---- DATA PROVIDED
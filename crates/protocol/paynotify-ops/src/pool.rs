//! Background pool of workers fed by a queue backend.

use std::sync::Arc;
use std::time::Duration;

use tokio::sync::{watch, Semaphore};
use tokio::task::{JoinError, JoinHandle, JoinSet};
use tracing::{debug, error, info, warn};

use crate::config::WorkerConfig;
use crate::error::{OpsError, OpsResult};
use crate::queue::QueueBackend;
use crate::worker::{ProcessOutcome, Worker};

/// Counters returned when a pool stops.
#[derive(Debug, Default, Clone, Copy, PartialEq, Eq)]
pub struct PoolStats {
    /// Jobs that reached a terminal status in this run.
    pub completed: u64,
    /// Redelivered jobs that were already terminal.
    pub skipped: u64,
    /// Items left unacknowledged because processing errored.
    pub errors: u64,
}

impl PoolStats {
    fn record(&mut self, joined: Result<OpsResult<ProcessOutcome>, JoinError>) {
        match joined {
            Ok(Ok(ProcessOutcome::Completed(_))) => self.completed += 1,
            Ok(Ok(ProcessOutcome::Skipped(_))) => self.skipped += 1,
            Ok(Err(_)) => self.errors += 1,
            Err(e) => {
                error!(error = %e, "Worker task panicked");
                self.errors += 1;
            }
        }
    }
}

/// Runs up to `concurrency` [`Worker`]s over a [`QueueBackend`].
pub struct WorkerPool {
    worker: Worker,
    queue: Arc<dyn QueueBackend>,
    concurrency: usize,
    idle_poll_interval: Duration,
}

impl WorkerPool {
    /// Create a pool.
    pub fn new(worker: Worker, queue: Arc<dyn QueueBackend>, config: &WorkerConfig) -> Self {
        Self {
            worker,
            queue,
            concurrency: config.concurrency.max(1),
            idle_poll_interval: config.idle_poll_interval,
        }
    }

    /// Run the pool on a background task.
    pub fn spawn(self, shutdown: watch::Receiver<bool>) -> JoinHandle<OpsResult<PoolStats>> {
        tokio::spawn(self.run(shutdown))
    }

    /// Process work until `shutdown` flips to `true` (or its sender is
    /// dropped) or the queue closes, then wait for in-flight jobs.
    ///
    /// An item is acknowledged only after its terminal status is written.
    pub async fn run(self, mut shutdown: watch::Receiver<bool>) -> OpsResult<PoolStats> {
        let semaphore = Arc::new(Semaphore::new(self.concurrency));
        let mut tasks: JoinSet<OpsResult<ProcessOutcome>> = JoinSet::new();
        let mut stats = PoolStats::default();

        info!(
            concurrency = self.concurrency,
            guarantee = ?self.queue.guarantee(),
            "Worker pool started"
        );

        loop {
            if *shutdown.borrow() {
                break;
            }

            let permit = tokio::select! {
                biased;
                changed = shutdown.changed() => {
                    if changed.is_err() {
                        break;
                    }
                    continue;
                }
                Some(joined) = tasks.join_next(), if !tasks.is_empty() => {
                    stats.record(joined);
                    continue;
                }
                permit = Arc::clone(&semaphore).acquire_owned() => {
                    permit.map_err(|_| OpsError::queue("worker semaphore closed"))?
                }
            };

            let delivery = tokio::select! {
                biased;
                changed = shutdown.changed() => {
                    if changed.is_err() {
                        break;
                    }
                    continue;
                }
                popped = self.queue.pop() => match popped {
                    Ok(Some(delivery)) => delivery,
                    Ok(None) => {
                        info!("Queue closed, worker pool stopping");
                        break;
                    }
                    Err(e) => {
                        error!(error = %e, "Failed to pop work");
                        tokio::select! {
                            changed = shutdown.changed() => {
                                if changed.is_err() {
                                    break;
                                }
                            }
                            _ = tokio::time::sleep(self.idle_poll_interval) => {}
                        }
                        continue;
                    }
                },
            };

            let worker = self.worker.clone();
            let queue = Arc::clone(&self.queue);
            tasks.spawn(async move {
                let _permit = permit;
                let job_id = delivery.item.job_id.clone();
                match worker.process(&delivery.item).await {
                    Ok(outcome) => {
                        if let Err(e) = queue.ack(&delivery).await {
                            warn!(job_id = %job_id, error = %e, "Failed to acknowledge work");
                        }
                        Ok(outcome)
                    }
                    Err(e) => {
                        error!(job_id = %job_id, error = %e, "Job processing failed, leaving unacknowledged");
                        Err(e)
                    }
                }
            });
        }

        debug!(in_flight = tasks.len(), "Draining worker pool");
        while let Some(joined) = tasks.join_next().await {
            stats.record(joined);
        }

        info!(
            completed = stats.completed,
            skipped = stats.skipped,
            errors = stats.errors,
            "Worker pool stopped"
        );
        Ok(stats)
    }
}
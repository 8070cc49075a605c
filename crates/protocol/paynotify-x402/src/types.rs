//! x402 wire types for the notify gateway.
//!
//! The gateway speaks a small dialect of x402: a `402` body carries an
//! `x402.accepts` list of payment options, and the client proves payment by
//! resending the request with the transaction hash in a header.

use serde::{Deserialize, Serialize};
use std::time::Duration;

/// HTTP header carrying the payment proof (client → gateway).
pub const HEADER_PAYMENT_TX: &str = "x-agent-payment-tx";

/// Default gateway URL.
pub const DEFAULT_GATEWAY_URL: &str = "http://localhost:3000";

/// Successful delivery payload returned by the gateway. Opaque to the client.
pub type DeliveryResult = serde_json::Value;

// =============================================================================
// Challenge (402 Response)
// =============================================================================

/// Body of a `402 Payment Required` response.
#[derive(Debug, Clone, Default, Serialize, Deserialize)]
pub struct PaymentChallenge {
    /// Human-readable reason, if any.
    #[serde(default, skip_serializing_if = "Option::is_none")]
    pub error: Option<String>,

    /// Machine-readable payment terms.
    #[serde(default, skip_serializing_if = "Option::is_none")]
    pub x402: Option<PaymentTerms>,
}

impl PaymentChallenge {
    /// The advertised payment options, in gateway order.
    pub fn accepts(&self) -> &[PaymentRequirement] {
        self.x402
            .as_ref()
            .map(|terms| terms.accepts.as_slice())
            .unwrap_or(&[])
    }
}

/// The `x402` object of a challenge.
#[derive(Debug, Clone, Default, Serialize, Deserialize)]
pub struct PaymentTerms {
    /// Protocol version advertised by the gateway.
    #[serde(default, skip_serializing_if = "Option::is_none")]
    pub version: Option<String>,

    /// Accepted payment options.
    #[serde(default)]
    pub accepts: Vec<PaymentRequirement>,
}

/// One accepted payment option.
#[derive(Debug, Clone, PartialEq, Eq, Serialize, Deserialize)]
#[serde(rename_all = "camelCase")]
pub struct PaymentRequirement {
    /// Address to pay.
    pub pay_to: String,

    /// Amount to pay, as a decimal string in the asset's major unit.
    pub max_amount_required: String,

    /// Payment scheme (e.g. "exact").
    #[serde(default, skip_serializing_if = "Option::is_none")]
    pub scheme: Option<String>,

    /// Network name (e.g. "base-sepolia").
    #[serde(default, skip_serializing_if = "Option::is_none")]
    pub network: Option<String>,

    /// Asset symbol (e.g. "ETH").
    #[serde(default, skip_serializing_if = "Option::is_none")]
    pub asset: Option<String>,
}

impl PaymentRequirement {
    /// Create a requirement with only the mandatory fields.
    pub fn new(pay_to: impl Into<String>, max_amount_required: impl Into<String>) -> Self {
        Self {
            pay_to: pay_to.into(),
            max_amount_required: max_amount_required.into(),
            scheme: None,
            network: None,
            asset: None,
        }
    }
}

// =============================================================================
// Request
// =============================================================================

/// Payload delivered by the gateway.
#[derive(Debug, Clone, PartialEq, Eq, Serialize, Deserialize)]
pub struct NotificationRequest {
    /// Where to deliver (e.g. a chat id).
    #[serde(alias = "chat_id")]
    pub destination: String,

    /// Message body.
    pub message: String,
}

impl NotificationRequest {
    /// Create a new request.
    pub fn new(destination: impl Into<String>, message: impl Into<String>) -> Self {
        Self {
            destination: destination.into(),
            message: message.into(),
        }
    }
}

// =============================================================================
// Configuration
// =============================================================================

/// Gateway connection settings.
#[derive(Debug, Clone, Serialize, Deserialize)]
#[serde(default)]
pub struct GatewayConfig {
    /// Base URL of the gateway.
    pub url: String,

    /// Per-request HTTP timeout.
    #[serde(with = "duration_ms", rename = "request_timeout_ms")]
    pub request_timeout: Duration,
}

impl GatewayConfig {
    /// Create a config for the given base URL.
    pub fn new(url: impl Into<String>) -> Self {
        Self {
            url: url.into(),
            ..Self::default()
        }
    }

    /// Base URL without a trailing slash.
    pub fn base_url(&self) -> &str {
        self.url.trim_end_matches('/')
    }
}

impl Default for GatewayConfig {
    fn default() -> Self {
        Self {
            url: DEFAULT_GATEWAY_URL.to_string(),
            request_timeout: Duration::from_secs(30),
        }
    }
}

mod duration_ms {
    use serde::{Deserialize, Deserializer, Serializer};
    use std::time::Duration;

    pub fn serialize<S: Serializer>(d: &Duration, s: S) -> Result<S::Ok, S::Error> {
        s.serialize_u64(d.as_millis() as u64)
    }

    pub fn deserialize<'de, D: Deserializer<'de>>(d: D) -> Result<Duration, D::Error> {
        Ok(Duration::from_millis(u64::deserialize(d)?))
    }
}
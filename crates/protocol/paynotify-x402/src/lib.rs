//! x402 payment flow for paynotify.
//!
//! The gateway refuses to deliver a notification until it has been paid.
//! [`PaymentFlowClient`] hides that behind a single `notify` call: it sends
//! the request, pays through a [`Ledger`](paynotify_settle::Ledger) when the
//! gateway answers `402 Payment Required`, and resends with the proof.
//!
//! # Architecture
//!
//! ```text
//! ┌─────────────┐   POST /notify          ┌──────────────┐
//! │ Payment     │ ──────────────────────→ │   Gateway    │
//! │ FlowClient  │ ←────────────────────── │              │
//! │             │  402 {x402.accepts}     │              │
//! │      │      │                         │              │
//! │  Ledger.pay │                         │              │
//! │      │      │  POST /notify           │              │
//! │      ▼      │  + x-agent-payment-tx   │              │
//! │             │ ──────────────────────→ │              │
//! │             │ ←────────────────────── │              │
//! └─────────────┘  200 result             └──────────────┘
//! ```
//!
//! # Components
//!
//! - **[`types`]**: wire types (challenge, requirement, request) and [`GatewayConfig`]
//! - **[`client`]**: [`PaymentFlowClient`] and the [`Notifier`] trait
//! - **[`selector`]**: choosing which advertised option to pay
//! - **[`error`]**: [`NotifyError`], which records whether funds were spent
//!
//! # Usage
//!
//! ```rust,no_run
//! use std::sync::Arc;
//! use paynotify_settle::{JsonRpcLedger, LedgerConfig};
//! use paynotify_x402::{GatewayConfig, Notifier, PaymentFlowClient};
//!
//! # async fn example() -> Result<(), Box<dyn std::error::Error>> {
//! let key = std::env::var("PAYNOTIFY_WALLET_KEY")?;
//! let ledger = JsonRpcLedger::new(LedgerConfig::base_sepolia(&key))?;
//! let client = PaymentFlowClient::new(GatewayConfig::new("http://localhost:3000"), Arc::new(ledger))?;
//!
//! let result = client.notify("123456789", "Whale alert: 500 ETH moved", None).await?;
//! println!("{}", result);
//! # Ok(())
//! # }
//! ```

pub mod client;
pub mod error;
pub mod selector;
pub mod types;

// Re-exports for convenience
pub use client::{Delivery, Notifier, PaymentFlowClient};
pub use error::{NotifyError, NotifyResult};
pub use selector::{FirstAccepted, MaxAmount, RequirementSelector};
pub use types::{
    DeliveryResult, GatewayConfig, NotificationRequest, PaymentChallenge, PaymentRequirement,
    PaymentTerms, DEFAULT_GATEWAY_URL, HEADER_PAYMENT_TX,
};
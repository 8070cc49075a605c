//! Deliver a message right away.

use std::sync::Arc;

use paynotify_ops::{fan_out, FanOutOutcome, OpsError};
use paynotify_settle::PaymentProof;
use paynotify_x402::Notifier;

use crate::config::CliConfig;
use crate::context::{build_client, build_ledger};
use crate::error::{CliError, CliResult};
use crate::output::{DeliveryLine, NotifyOutput, OutputFormat, Render};

/// Execute the notify command.
///
/// A single destination propagates its error. With several, the command
/// fails if any delivery failed and the error carries the full summary.
pub async fn notify(
    config: CliConfig,
    format: OutputFormat,
    destinations: Vec<String>,
    message: &str,
    proof: Option<String>,
) -> CliResult<String> {
    if message.trim().is_empty() {
        return Err(CliError::user("message must not be empty"));
    }
    if proof.is_some() && destinations.len() != 1 {
        return Err(CliError::user(
            "--proof pays for one delivery; give exactly one destination",
        ));
    }

    let ledger = build_ledger(&config)?;
    let notifier: Arc<dyn Notifier> = Arc::new(build_client(&config, ledger)?);
    let proof = proof.map(PaymentProof::new);

    let output = deliver(
        notifier,
        destinations,
        message,
        proof.as_ref(),
        config.worker.max_fan_out,
    )
    .await?;

    summarize(&output, format)
}

/// Render the summary; any failed delivery turns it into the error's output.
fn summarize(output: &NotifyOutput, format: OutputFormat) -> CliResult<String> {
    let rendered = output.render(format);
    let failed = output.failures();
    if failed > 0 {
        return Err(CliError::PartialFailure {
            message: format!("{} of {} deliveries failed", failed, output.deliveries.len()),
            output: rendered,
        });
    }
    Ok(rendered)
}

/// Send to one destination directly, or to several through [`fan_out`].
pub async fn deliver(
    notifier: Arc<dyn Notifier>,
    destinations: Vec<String>,
    message: &str,
    proof: Option<&PaymentProof>,
    max_fan_out: usize,
) -> CliResult<NotifyOutput> {
    if let [destination] = destinations.as_slice() {
        let result = notifier.notify(destination, message, proof).await?;
        return Ok(NotifyOutput {
            deliveries: vec![DeliveryLine {
                destination: destination.clone(),
                ok: true,
                result: Some(result),
                error: None,
                spent_tx: None,
            }],
        });
    }

    let outcomes = fan_out(notifier, destinations, message, max_fan_out).await;
    Ok(NotifyOutput {
        deliveries: outcomes.into_iter().map(delivery_line).collect(),
    })
}

fn delivery_line(outcome: FanOutOutcome) -> DeliveryLine {
    match outcome.result {
        Ok(result) => DeliveryLine {
            destination: outcome.destination,
            ok: true,
            result: Some(result),
            error: None,
            spent_tx: None,
        },
        Err(e) => DeliveryLine {
            destination: outcome.destination,
            ok: false,
            result: None,
            spent_tx: spent_tx(&e),
            error: Some(e.to_string()),
        },
    }
}

fn spent_tx(err: &OpsError) -> Option<String> {
    match err {
        OpsError::Notify(e) => e.spent_proof().map(ToString::to_string),
        _ => None,
    }
}
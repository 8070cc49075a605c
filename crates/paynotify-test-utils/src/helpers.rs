//! Helper functions for creating test fixtures.

use paynotify_store::{Database, StoreConfig};
use paynotify_x402::PaymentRequirement;
use serde_json::{json, Value};
use tempfile::TempDir;

/// A recipient address that passes address validation.
pub const TEST_PAY_TO: &str = "0x1234567890123456789012345678901234567890";

/// Open a file-backed database in a fresh temporary directory.
///
/// Keep the returned `TempDir` alive for as long as the database is used.
pub fn temp_database() -> (Database, TempDir) {
    let temp_dir = TempDir::new().unwrap();
    let db = Database::open(StoreConfig::new(temp_dir.path())).unwrap();
    (db, temp_dir)
}

/// A `402` challenge body offering the given options.
pub fn challenge_body(accepts: &[PaymentRequirement]) -> Value {
    json!({
        "error": "Payment Required",
        "x402": {
            "version": "1.0",
            "accepts": accepts,
        }
    })
}

/// A `402` challenge body with a single option.
pub fn single_challenge(pay_to: &str, amount: &str) -> Value {
    challenge_body(&[PaymentRequirement::new(pay_to, amount)])
}
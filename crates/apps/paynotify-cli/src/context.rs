//! Service wiring for CLI commands.

use std::sync::Arc;
use std::time::Duration;

use paynotify_ops::{DurableQueue, InProcessQueue, QueueBackend};
use paynotify_settle::{JsonRpcLedger, Ledger};
use paynotify_store::{Database, JobStore, SubscriberStore};
use paynotify_x402::{MaxAmount, PaymentFlowClient};
use tracing::info;

use crate::config::{CliConfig, QueueKind};
use crate::error::{CliError, CliResult};

/// Create the ledger described by `config.ledger`.
///
/// The wallet key can also come from `PAYNOTIFY_WALLET_KEY`.
pub fn build_ledger(config: &CliConfig) -> CliResult<Arc<dyn Ledger>> {
    let ledger = JsonRpcLedger::new(config.ledger_config()?)
        .map_err(|e| CliError::config(format!("ledger: {}", e)))?;

    info!(
        rpc_url = %ledger.config().rpc_url,
        chain_id = ledger.config().chain_id,
        from = %format!("{:#x}", ledger.address()),
        "Initializing ledger"
    );
    Ok(Arc::new(ledger))
}

/// Create a payment flow client for the configured gateway and ledger.
pub fn build_client(config: &CliConfig, ledger: Arc<dyn Ledger>) -> CliResult<PaymentFlowClient> {
    let mut client = PaymentFlowClient::new(config.gateway.clone(), ledger)?;
    if let Some(cap) = &config.worker.max_payment {
        let selector = MaxAmount::ether(cap)
            .map_err(|e| CliError::config(format!("worker.max_payment {:?}: {}", cap, e)))?;
        client = client.with_selector(Arc::new(selector));
    }
    Ok(client)
}

/// Open stores shared by the service commands.
pub struct ServiceContext {
    /// Effective configuration.
    pub config: CliConfig,
    /// Open database.
    pub db: Database,
    /// Job records.
    pub jobs: Arc<dyn JobStore>,
    /// Subscriber directory.
    pub subscribers: Arc<dyn SubscriberStore>,
}

impl ServiceContext {
    /// Open the database named by `config`.
    pub fn open(config: CliConfig) -> CliResult<Self> {
        let db = Database::open(config.store_config())?;
        Ok(Self::from_database(config, db))
    }

    /// Wrap an already-open database.
    pub fn from_database(config: CliConfig, db: Database) -> Self {
        let jobs: Arc<dyn JobStore> = Arc::new(db.jobs.clone());
        let subscribers: Arc<dyn SubscriberStore> = Arc::new(db.subscribers.clone());
        Self {
            config,
            db,
            jobs,
            subscribers,
        }
    }

    /// The durable SQLite queue.
    pub fn durable_queue(&self) -> DurableQueue {
        DurableQueue::new(
            self.db.queue.clone(),
            Duration::from_secs(self.config.queue.visibility_timeout_secs),
            Duration::from_millis(self.config.queue.idle_poll_interval_ms),
        )
    }

    /// The queue backend selected by `queue.backend`.
    pub fn queue(&self) -> Arc<dyn QueueBackend> {
        match self.config.queue.backend {
            QueueKind::InProcess => Arc::new(InProcessQueue::new()),
            QueueKind::Durable => Arc::new(self.durable_queue()),
        }
    }
}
--------
**EXERCISE DIRECTIONS**: Reproduce every line of the listing above in which the string "summarize" appears.

**FINAL ANSWER**:
    summarize(&output, format)
fn summarize(output: &NotifyOutput, format: OutputFormat) -> CliResult<String> {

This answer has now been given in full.